Die Gründe dafür liegen in der Euro-Schuldenkrise. Es war im Herbst 2009, als die griechische Regierung zugab, dass ihr Haushaltsdefizit bei 12 Prozent der Wirtschaftsleistung liegt. Investoren wurden unruhig. Die Risikoaufschläge für griechische Anleihen stiegen in kurzer Zeit dramatisch an. Hinzu kam, dass die Ratingagenturen den Daumen senkten und sich die Kreditwürdigkeit verschlechterte. Auch andere Länder wie Spanien, Portugal und Irland gerieten in den Sog steigender Zinsen für ihre Staatsanleihen. Bereits im Frühjahr 2010 war Griechenland nicht mehr in der Lage, seine Schulden zu bedienen. Es folgten mehrere Rettungspakete für die in Not geratenen Euro-Staaten. Ein Krisengipfel jagte den nächsten. Sie fanden in immer kürzeren Abständen statt und es kam im März 2012 zur Gründung des Europäischen Fiskalpaktes, um eine einheitliche Linie in der Wirtschafts- und Haushaltspolitik in der Eurozone zu finden.

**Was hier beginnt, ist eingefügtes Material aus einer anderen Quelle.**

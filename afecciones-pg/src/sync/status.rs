//! Table de contrôle des synchronisations
//!
//! Un enregistrement par colección, upserté à chaque sync. Les transitions
//! sont pending → synced | error; un enregistrement n'est jamais supprimé
//! par une synchronisation.

use anyhow::{Context, Result};
use chrono::{DateTime, Utc};
use deadpool_postgres::Pool;
use serde::Serialize;

use crate::config::namespace_of;
use crate::store::schema::validate_schema_name;

/// État d'une synchronisation
#[derive(Debug, Clone, Copy, PartialEq, Eq, Serialize)]
#[serde(rename_all = "lowercase")]
pub enum SyncState {
    Pending,
    Synced,
    Error,
}

impl SyncState {
    pub fn as_str(&self) -> &'static str {
        match self {
            Self::Pending => "pending",
            Self::Synced => "synced",
            Self::Error => "error",
        }
    }

    fn from_db(value: &str) -> Self {
        match value {
            "synced" => Self::Synced,
            "error" => Self::Error,
            _ => Self::Pending,
        }
    }
}

/// Enregistrement de contrôle persisté
#[derive(Debug, Clone, Serialize)]
pub struct SyncRecord {
    pub collection_id: String,
    pub table_name: String,
    pub namespace: Option<String>,
    pub last_sync: Option<DateTime<Utc>>,
    pub feature_count: i64,
    pub status: SyncState,
    pub error_message: Option<String>,
}

/// Passe (ou crée) l'enregistrement en `pending`, message d'erreur purgé
pub async fn mark_pending(pool: &Pool, schema: &str, collection_id: &str) -> Result<()> {
    validate_schema_name(schema)?;
    let client = pool.get().await?;
    let namespace = namespace_of(collection_id).map(str::to_string);

    let sql = format!(
        r#"
        INSERT INTO {}.sync_status (collection_id, namespace, status)
        VALUES ($1, $2, 'pending')
        ON CONFLICT (collection_id) DO UPDATE SET
            status = 'pending',
            error_message = NULL,
            updated_at = NOW()
        "#,
        schema
    );
    client
        .execute(&sql, &[&collection_id, &namespace])
        .await
        .context("Failed to mark sync record pending")?;
    Ok(())
}

/// Passe l'enregistrement en `synced` avec compteur et timestamp frais
pub async fn mark_synced(
    pool: &Pool,
    schema: &str,
    collection_id: &str,
    feature_count: i64,
) -> Result<()> {
    let client = pool.get().await?;
    let sql = format!(
        r#"
        UPDATE {}.sync_status SET
            status = 'synced',
            feature_count = $2,
            last_sync = NOW(),
            error_message = NULL,
            updated_at = NOW()
        WHERE collection_id = $1
        "#,
        schema
    );
    client
        .execute(&sql, &[&collection_id, &feature_count])
        .await
        .context("Failed to mark sync record synced")?;
    Ok(())
}

/// Passe l'enregistrement en `error`; le compteur et le last_sync du
/// dernier succès sont conservés
pub async fn mark_error(
    pool: &Pool,
    schema: &str,
    collection_id: &str,
    message: &str,
) -> Result<()> {
    let client = pool.get().await?;
    let sql = format!(
        r#"
        UPDATE {}.sync_status SET
            status = 'error',
            error_message = $2,
            updated_at = NOW()
        WHERE collection_id = $1
        "#,
        schema
    );
    client
        .execute(&sql, &[&collection_id, &message])
        .await
        .context("Failed to mark sync record error")?;
    Ok(())
}

/// Enregistrement d'une colección, s'il existe
pub async fn get_record(
    pool: &Pool,
    schema: &str,
    collection_id: &str,
) -> Result<Option<SyncRecord>> {
    validate_schema_name(schema)?;
    let client = pool.get().await?;
    let sql = format!(
        r#"
        SELECT collection_id, table_name, namespace, last_sync,
               feature_count, status, error_message
        FROM {}.sync_status
        WHERE collection_id = $1
        "#,
        schema
    );
    let row = client
        .query_opt(&sql, &[&collection_id])
        .await
        .context("Failed to read sync record")?;
    Ok(row.map(record_from_row))
}

/// Liste les enregistrements, les plus récents d'abord, filtrables par
/// namespace
pub async fn list_records(
    pool: &Pool,
    schema: &str,
    namespace: Option<&str>,
) -> Result<Vec<SyncRecord>> {
    validate_schema_name(schema)?;
    let client = pool.get().await?;

    let rows = match namespace {
        Some(ns) => {
            let sql = format!(
                r#"
                SELECT collection_id, table_name, namespace, last_sync,
                       feature_count, status, error_message
                FROM {}.sync_status
                WHERE namespace = $1
                ORDER BY last_sync DESC NULLS LAST, collection_id
                "#,
                schema
            );
            client.query(&sql, &[&ns]).await
        }
        None => {
            let sql = format!(
                r#"
                SELECT collection_id, table_name, namespace, last_sync,
                       feature_count, status, error_message
                FROM {}.sync_status
                ORDER BY last_sync DESC NULLS LAST, collection_id
                "#,
                schema
            );
            client.query(&sql, &[]).await
        }
    }
    .context("Failed to list sync records")?;

    Ok(rows.into_iter().map(|r| record_from_row(r)).collect())
}

fn record_from_row(row: tokio_postgres::Row) -> SyncRecord {
    let status: String = row.get(5);
    SyncRecord {
        collection_id: row.get(0),
        table_name: row.get(1),
        namespace: row.get(2),
        last_sync: row.get(3),
        feature_count: row.get(4),
        status: SyncState::from_db(&status),
        error_message: row.get(6),
    }
}

#[cfg(test)]
mod tests {
    use super::*;

    #[test]
    fn test_state_round_trip() {
        for state in [SyncState::Pending, SyncState::Synced, SyncState::Error] {
            assert_eq!(SyncState::from_db(state.as_str()), state);
        }
        // Valeur inconnue: on retombe sur pending plutôt que de paniquer
        assert_eq!(SyncState::from_db("syncing"), SyncState::Pending);
    }
}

Die EU beschloss als Selbstverpflichtung strenge Obergrenzen für die Staatsverschuldung. Aber es half alles nicht. Die Krise setzte sich fort. Im Mai 2012 endete die griechische Parlamentswahl praktisch im Chaos. Der Vorsitzende des linksradikalen Parteienbündnisses SYRIZA, Alexis Tsipras bekam das Mandat zur Regierungsbildung. Medienwirksam teilte er den Führern der EU schriftlich mit, das griechische Volk habe mit der Wahl die Zusagen von Sparmaßnahmen für null und nichtig erklärt. Am Ende musste Griechenland doch einlenken. Es wurden drei Rettungspakete über knapp 278 Mrd. Euro geschnürt. Teils floss das Geld in Form direkter Kredite der Euro-Staaten, teils über die Rettungsschirme und teils über den Internationalen Währungsfonds. Doch noch immer hat sich die Lage nicht beruhigt.

Es war die berühmte Rede vom scheidenden EZB-Chef Mario Draghi am 26. Juli 2012 in London, die die Wende brachte. Nicht die Milliarden-Hilfen retteten damals den Euro, sondern seine Worte: „Im Rahmen unseres Mandats ist die EZB bereit, alles Notwendige zu tun, um den Euro zu erhalten. Und glauben Sie mir, es wird genug sein.“ Danach beruhigte sich die Lage. Die Risikoaufschläge gingen zurück. Für 10-jährige spanische Anleihen fielen die Sätze von über 7 auf 2,5 Prozent.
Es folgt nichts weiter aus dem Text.